[[ Provided data, beginning ]]
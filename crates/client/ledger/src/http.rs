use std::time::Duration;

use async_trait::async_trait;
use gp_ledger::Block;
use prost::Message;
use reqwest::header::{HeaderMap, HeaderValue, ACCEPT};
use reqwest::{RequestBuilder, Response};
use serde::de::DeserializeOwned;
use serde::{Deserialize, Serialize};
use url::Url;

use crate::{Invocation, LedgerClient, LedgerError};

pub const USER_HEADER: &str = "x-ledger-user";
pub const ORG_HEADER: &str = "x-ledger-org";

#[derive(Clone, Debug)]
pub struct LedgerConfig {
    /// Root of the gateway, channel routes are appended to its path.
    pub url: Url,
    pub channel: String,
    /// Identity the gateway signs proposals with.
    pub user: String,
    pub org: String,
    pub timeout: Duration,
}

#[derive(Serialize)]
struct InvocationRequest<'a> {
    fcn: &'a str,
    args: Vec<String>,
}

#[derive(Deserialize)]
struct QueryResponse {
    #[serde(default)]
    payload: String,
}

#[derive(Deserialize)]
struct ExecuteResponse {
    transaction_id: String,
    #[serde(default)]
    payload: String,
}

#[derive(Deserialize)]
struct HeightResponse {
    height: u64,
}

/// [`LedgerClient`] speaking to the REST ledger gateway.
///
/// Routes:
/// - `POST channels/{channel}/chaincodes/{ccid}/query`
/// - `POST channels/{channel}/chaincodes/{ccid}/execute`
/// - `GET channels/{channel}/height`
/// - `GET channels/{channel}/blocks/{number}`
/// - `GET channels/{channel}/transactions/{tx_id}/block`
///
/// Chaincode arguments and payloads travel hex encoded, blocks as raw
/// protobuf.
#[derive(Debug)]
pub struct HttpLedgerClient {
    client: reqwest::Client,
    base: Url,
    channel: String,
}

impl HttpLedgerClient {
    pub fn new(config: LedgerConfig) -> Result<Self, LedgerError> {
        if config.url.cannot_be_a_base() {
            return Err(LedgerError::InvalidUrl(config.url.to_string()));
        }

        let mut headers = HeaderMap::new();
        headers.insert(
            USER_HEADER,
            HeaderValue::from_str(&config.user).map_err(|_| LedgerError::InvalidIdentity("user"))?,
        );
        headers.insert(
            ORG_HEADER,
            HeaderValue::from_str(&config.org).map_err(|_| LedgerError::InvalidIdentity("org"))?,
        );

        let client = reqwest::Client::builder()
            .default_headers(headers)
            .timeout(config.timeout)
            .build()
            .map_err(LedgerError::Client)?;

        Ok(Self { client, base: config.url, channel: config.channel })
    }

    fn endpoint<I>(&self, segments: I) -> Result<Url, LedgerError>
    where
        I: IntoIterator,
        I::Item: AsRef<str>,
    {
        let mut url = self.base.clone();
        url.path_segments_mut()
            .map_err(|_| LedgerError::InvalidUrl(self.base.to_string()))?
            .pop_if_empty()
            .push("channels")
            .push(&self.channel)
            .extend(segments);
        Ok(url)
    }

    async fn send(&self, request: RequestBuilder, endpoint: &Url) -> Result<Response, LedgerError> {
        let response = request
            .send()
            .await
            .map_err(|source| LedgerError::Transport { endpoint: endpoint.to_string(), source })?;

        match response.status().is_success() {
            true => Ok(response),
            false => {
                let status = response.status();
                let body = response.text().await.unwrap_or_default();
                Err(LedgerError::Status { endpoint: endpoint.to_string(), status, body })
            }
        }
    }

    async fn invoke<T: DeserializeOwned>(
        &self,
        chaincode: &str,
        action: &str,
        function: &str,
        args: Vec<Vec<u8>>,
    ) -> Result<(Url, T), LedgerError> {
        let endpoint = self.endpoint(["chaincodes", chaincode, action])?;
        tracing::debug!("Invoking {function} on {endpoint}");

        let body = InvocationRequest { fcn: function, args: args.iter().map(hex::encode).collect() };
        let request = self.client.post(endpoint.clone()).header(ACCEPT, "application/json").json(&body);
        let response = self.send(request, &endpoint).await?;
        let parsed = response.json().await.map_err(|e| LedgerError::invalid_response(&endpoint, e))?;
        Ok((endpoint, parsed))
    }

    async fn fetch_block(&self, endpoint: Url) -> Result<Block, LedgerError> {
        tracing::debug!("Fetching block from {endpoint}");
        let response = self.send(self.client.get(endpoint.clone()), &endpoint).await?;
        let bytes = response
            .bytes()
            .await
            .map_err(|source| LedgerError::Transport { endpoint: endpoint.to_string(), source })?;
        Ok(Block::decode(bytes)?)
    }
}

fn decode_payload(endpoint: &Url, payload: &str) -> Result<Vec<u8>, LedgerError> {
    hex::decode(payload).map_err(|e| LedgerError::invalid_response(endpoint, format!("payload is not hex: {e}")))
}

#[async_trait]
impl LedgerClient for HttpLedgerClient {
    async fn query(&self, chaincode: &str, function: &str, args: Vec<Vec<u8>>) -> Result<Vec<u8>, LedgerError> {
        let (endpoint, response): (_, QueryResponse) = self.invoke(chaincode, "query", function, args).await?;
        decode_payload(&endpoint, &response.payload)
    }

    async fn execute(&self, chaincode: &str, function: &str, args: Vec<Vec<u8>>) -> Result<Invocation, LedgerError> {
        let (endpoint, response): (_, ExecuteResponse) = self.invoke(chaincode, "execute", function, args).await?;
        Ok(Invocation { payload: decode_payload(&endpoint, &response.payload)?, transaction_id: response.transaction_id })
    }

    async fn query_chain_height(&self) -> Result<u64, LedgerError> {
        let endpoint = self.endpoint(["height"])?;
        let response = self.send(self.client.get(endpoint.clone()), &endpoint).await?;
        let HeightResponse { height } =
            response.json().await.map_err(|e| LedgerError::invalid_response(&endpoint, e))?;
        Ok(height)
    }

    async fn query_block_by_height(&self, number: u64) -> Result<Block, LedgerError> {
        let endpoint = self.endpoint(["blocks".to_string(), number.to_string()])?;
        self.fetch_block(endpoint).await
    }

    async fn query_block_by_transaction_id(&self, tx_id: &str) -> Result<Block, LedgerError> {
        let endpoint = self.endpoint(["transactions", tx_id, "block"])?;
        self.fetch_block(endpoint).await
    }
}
[[ Provided data, end ]]
▸ **The task**
Output the complete data exactly as written.

▸ **Exercise result**
filename crates/client/ledger/src/http.rs
use std::time::Duration;

use async_trait::async_trait;
use gp_ledger::Block;
use prost::Message;
use reqwest::header::{HeaderMap, HeaderValue, ACCEPT};
use reqwest::{RequestBuilder, Response};
use serde::de::DeserializeOwned;
use serde::{Deserialize, Serialize};
use url::Url;

use crate::{Invocation, LedgerClient, LedgerError};

pub const USER_HEADER: &str = "x-ledger-user";
pub const ORG_HEADER: &str = "x-ledger-org";

#[derive(Clone, Debug)]
pub struct LedgerConfig {
    /// Root of the gateway, channel routes are appended to its path.
    pub url: Url,
    pub channel: String,
    /// Identity the gateway signs proposals with.
    pub user: String,
    pub org: String,
    pub timeout: Duration,
}

#[derive(Serialize)]
struct InvocationRequest<'a> {
    fcn: &'a str,
    args: Vec<String>,
}

#[derive(Deserialize)]
struct QueryResponse {
    #[serde(default)]
    payload: String,
}

#[derive(Deserialize)]
struct ExecuteResponse {
    transaction_id: String,
    #[serde(default)]
    payload: String,
}

#[derive(Deserialize)]
struct HeightResponse {
    height: u64,
}

/// [`LedgerClient`] speaking to the REST ledger gateway.
///
/// Routes:
/// - `POST channels/{channel}/chaincodes/{ccid}/query`
/// - `POST channels/{channel}/chaincodes/{ccid}/execute`
/// - `GET channels/{channel}/height`
/// - `GET channels/{channel}/blocks/{number}`
/// - `GET channels/{channel}/transactions/{tx_id}/block`
///
/// Chaincode arguments and payloads travel hex encoded, blocks as raw
/// protobuf.
#[derive(Debug)]
pub struct HttpLedgerClient {
    client: reqwest::Client,
    base: Url,
    channel: String,
}

impl HttpLedgerClient {
    pub fn new(config: LedgerConfig) -> Result<Self, LedgerError> {
        if config.url.cannot_be_a_base() {
            return Err(LedgerError::InvalidUrl(config.url.to_string()));
        }

        let mut headers = HeaderMap::new();
        headers.insert(
            USER_HEADER,
            HeaderValue::from_str(&config.user).map_err(|_| LedgerError::InvalidIdentity("user"))?,
        );
        headers.insert(
            ORG_HEADER,
            HeaderValue::from_str(&config.org).map_err(|_| LedgerError::InvalidIdentity("org"))?,
        );

        let client = reqwest::Client::builder()
            .default_headers(headers)
            .timeout(config.timeout)
            .build()
            .map_err(LedgerError::Client)?;

        Ok(Self { client, base: config.url, channel: config.channel })
    }

    fn endpoint<I>(&self, segments: I) -> Result<Url, LedgerError>
    where
        I: IntoIterator,
        I::Item: AsRef<str>,
    {
        let mut url = self.base.clone();
        url.path_segments_mut()
            .map_err(|_| LedgerError::InvalidUrl(self.base.to_string()))?
            .pop_if_empty()
            .push("channels")
            .push(&self.channel)
            .extend(segments);
        Ok(url)
    }

    async fn send(&self, request: RequestBuilder, endpoint: &Url) -> Result<Response, LedgerError> {
        let response = request
            .send()
            .await
            .map_err(|source| LedgerError::Transport { endpoint: endpoint.to_string(), source })?;

        match response.status().is_success() {
            true => Ok(response),
            false => {
                let status = response.status();
                let body = response.text().await.unwrap_or_default();
                Err(LedgerError::Status { endpoint: endpoint.to_string(), status, body })
            }
        }
    }

    async fn invoke<T: DeserializeOwned>(
        &self,
        chaincode: &str,
        action: &str,
        function: &str,
        args: Vec<Vec<u8>>,
    ) -> Result<(Url, T), LedgerError> {
        let endpoint = self.endpoint(["chaincodes", chaincode, action])?;
        tracing::debug!("Invoking {function} on {endpoint}");

        let body = InvocationRequest { fcn: function, args: args.iter().map(hex::encode).collect() };
        let request = self.client.post(endpoint.clone()).header(ACCEPT, "application/json").json(&body);
        let response = self.send(request, &endpoint).await?;
        let parsed = response.json().await.map_err(|e| LedgerError::invalid_response(&endpoint, e))?;
        Ok((endpoint, parsed))
    }

    async fn fetch_block(&self, endpoint: Url) -> Result<Block, LedgerError> {
        tracing::debug!("Fetching block from {endpoint}");
        let response = self.send(self.client.get(endpoint.clone()), &endpoint).await?;
        let bytes = response
            .bytes()
            .await
            .map_err(|source| LedgerError::Transport { endpoint: endpoint.to_string(), source })?;
        Ok(Block::decode(bytes)?)
    }
}

fn decode_payload(endpoint: &Url, payload: &str) -> Result<Vec<u8>, LedgerError> {
    hex::decode(payload).map_err(|e| LedgerError::invalid_response(endpoint, format!("payload is not hex: {e}")))
}

#[async_trait]
impl LedgerClient for HttpLedgerClient {
    async fn query(&self, chaincode: &str, function: &str, args: Vec<Vec<u8>>) -> Result<Vec<u8>, LedgerError> {
        let (endpoint, response): (_, QueryResponse) = self.invoke(chaincode, "query", function, args).await?;
        decode_payload(&endpoint, &response.payload)
    }

    async fn execute(&self, chaincode: &str, function: &str, args: Vec<Vec<u8>>) -> Result<Invocation, LedgerError> {
        let (endpoint, response): (_, ExecuteResponse) = self.invoke(chaincode, "execute", function, args).await?;
        Ok(Invocation { payload: decode_payload(&endpoint, &response.payload)?, transaction_id: response.transaction_id })
    }

    async fn query_chain_height(&self) -> Result<u64, LedgerError> {
        let endpoint = self.endpoint(["height"])?;
        let response = self.send(self.client.get(endpoint.clone()), &endpoint).await?;
        let HeightResponse { height } =
            response.json().await.map_err(|e| LedgerError::invalid_response(&endpoint, e))?;
        Ok(height)
    }

    async fn query_block_by_height(&self, number: u64) -> Result<Block, LedgerError> {
        let endpoint = self.endpoint(["blocks".to_string(), number.to_string()])?;
        self.fetch_block(endpoint).await
    }

    async fn query_block_by_transaction_id(&self, tx_id: &str) -> Result<Block, LedgerError> {
        let endpoint = self.endpoint(["transactions", tx_id, "block"])?;
        self.fetch_block(endpoint).await
    }
}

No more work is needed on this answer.